▶ **Problem requirements**:
Filter the entries, keeping every line with the string "eyre".

▶ **Input records**:

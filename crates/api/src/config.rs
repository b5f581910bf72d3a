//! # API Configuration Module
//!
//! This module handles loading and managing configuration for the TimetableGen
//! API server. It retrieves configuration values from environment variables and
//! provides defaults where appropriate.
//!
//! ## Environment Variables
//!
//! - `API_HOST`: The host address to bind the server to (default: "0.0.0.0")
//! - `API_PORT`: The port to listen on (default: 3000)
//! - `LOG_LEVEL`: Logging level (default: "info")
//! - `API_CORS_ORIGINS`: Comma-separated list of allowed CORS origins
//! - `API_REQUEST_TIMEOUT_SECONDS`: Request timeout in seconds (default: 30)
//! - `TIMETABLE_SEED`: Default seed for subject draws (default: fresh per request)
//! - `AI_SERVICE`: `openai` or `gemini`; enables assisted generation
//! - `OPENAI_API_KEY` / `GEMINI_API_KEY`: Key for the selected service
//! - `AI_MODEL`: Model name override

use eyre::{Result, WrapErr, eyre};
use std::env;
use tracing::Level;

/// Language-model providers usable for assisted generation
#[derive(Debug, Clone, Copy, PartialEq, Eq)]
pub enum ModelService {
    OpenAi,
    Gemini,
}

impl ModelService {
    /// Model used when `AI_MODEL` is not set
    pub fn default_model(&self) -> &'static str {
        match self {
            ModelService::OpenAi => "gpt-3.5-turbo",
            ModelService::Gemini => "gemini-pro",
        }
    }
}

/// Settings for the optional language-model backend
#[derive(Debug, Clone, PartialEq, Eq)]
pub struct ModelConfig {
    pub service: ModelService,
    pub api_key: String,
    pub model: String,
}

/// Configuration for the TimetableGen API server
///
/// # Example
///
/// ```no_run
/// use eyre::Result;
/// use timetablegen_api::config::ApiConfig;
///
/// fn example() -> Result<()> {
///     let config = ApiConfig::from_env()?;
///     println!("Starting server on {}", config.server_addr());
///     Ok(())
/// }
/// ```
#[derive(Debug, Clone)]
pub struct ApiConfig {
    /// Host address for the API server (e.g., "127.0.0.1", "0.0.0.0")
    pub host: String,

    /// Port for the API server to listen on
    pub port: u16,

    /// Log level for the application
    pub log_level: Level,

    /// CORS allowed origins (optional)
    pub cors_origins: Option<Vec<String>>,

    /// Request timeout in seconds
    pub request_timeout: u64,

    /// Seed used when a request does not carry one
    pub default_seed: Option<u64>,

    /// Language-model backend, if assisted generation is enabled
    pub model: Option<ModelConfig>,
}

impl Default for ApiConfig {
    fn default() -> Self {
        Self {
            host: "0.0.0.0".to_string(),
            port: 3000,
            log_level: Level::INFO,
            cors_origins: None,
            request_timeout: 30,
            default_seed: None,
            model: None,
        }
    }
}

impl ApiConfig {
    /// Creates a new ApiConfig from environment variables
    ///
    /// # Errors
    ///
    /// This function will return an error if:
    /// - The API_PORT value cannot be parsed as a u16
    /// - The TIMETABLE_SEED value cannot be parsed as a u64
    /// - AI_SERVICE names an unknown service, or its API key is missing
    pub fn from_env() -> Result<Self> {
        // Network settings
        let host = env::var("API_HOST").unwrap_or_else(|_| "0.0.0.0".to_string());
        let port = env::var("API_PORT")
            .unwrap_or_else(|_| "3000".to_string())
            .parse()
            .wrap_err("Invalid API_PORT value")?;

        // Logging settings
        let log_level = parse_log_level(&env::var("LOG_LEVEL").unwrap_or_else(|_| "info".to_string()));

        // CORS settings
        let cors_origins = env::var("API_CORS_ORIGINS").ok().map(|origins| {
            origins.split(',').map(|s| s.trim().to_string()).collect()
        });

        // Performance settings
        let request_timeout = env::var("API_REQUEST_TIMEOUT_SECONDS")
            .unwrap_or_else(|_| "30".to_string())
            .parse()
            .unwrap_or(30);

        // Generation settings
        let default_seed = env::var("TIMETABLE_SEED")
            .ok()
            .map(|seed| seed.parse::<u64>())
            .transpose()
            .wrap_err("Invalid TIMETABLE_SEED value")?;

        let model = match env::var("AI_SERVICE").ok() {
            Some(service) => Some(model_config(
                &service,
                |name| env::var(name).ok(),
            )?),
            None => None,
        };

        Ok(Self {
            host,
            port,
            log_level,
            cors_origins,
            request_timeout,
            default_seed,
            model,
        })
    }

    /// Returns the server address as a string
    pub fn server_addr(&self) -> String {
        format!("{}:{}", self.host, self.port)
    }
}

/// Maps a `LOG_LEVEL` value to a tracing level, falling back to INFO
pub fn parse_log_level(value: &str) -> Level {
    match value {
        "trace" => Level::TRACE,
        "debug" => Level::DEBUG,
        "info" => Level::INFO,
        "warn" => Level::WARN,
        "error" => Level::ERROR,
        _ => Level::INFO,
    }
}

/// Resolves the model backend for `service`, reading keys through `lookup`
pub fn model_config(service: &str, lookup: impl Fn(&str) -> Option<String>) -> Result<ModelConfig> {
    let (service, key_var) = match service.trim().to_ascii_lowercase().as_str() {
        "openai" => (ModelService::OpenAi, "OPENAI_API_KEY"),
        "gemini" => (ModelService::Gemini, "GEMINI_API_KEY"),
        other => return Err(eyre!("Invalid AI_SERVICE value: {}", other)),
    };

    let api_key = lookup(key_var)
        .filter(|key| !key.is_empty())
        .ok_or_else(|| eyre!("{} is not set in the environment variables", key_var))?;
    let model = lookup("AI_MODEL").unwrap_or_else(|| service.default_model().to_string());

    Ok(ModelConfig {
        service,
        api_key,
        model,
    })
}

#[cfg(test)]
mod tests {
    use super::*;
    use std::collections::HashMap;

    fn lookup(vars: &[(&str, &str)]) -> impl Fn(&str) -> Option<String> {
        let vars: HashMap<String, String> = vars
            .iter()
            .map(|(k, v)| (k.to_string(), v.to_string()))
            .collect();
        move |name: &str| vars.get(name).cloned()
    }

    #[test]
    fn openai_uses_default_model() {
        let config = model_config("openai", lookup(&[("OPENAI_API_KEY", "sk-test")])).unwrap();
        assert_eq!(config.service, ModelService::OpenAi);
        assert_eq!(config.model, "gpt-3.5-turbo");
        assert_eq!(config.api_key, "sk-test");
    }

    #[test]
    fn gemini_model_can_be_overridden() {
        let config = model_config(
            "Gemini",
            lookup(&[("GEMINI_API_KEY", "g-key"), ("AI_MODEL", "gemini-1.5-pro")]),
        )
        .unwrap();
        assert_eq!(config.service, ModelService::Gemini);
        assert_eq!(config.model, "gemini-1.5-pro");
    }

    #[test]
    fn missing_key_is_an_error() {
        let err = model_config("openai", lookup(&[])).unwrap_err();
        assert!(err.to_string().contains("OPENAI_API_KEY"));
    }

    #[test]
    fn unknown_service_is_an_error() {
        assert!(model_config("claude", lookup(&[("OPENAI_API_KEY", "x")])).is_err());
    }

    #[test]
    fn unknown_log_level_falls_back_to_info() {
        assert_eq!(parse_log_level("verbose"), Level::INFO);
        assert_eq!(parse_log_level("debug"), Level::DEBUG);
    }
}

▶ **Written response**:
use eyre::{Result, WrapErr, eyre};
/// use eyre::Result;
        other => return Err(eyre!("Invalid AI_SERVICE value: {}", other)),
        .ok_or_else(|| eyre!("{} is not set in the environment variables", key_var))?;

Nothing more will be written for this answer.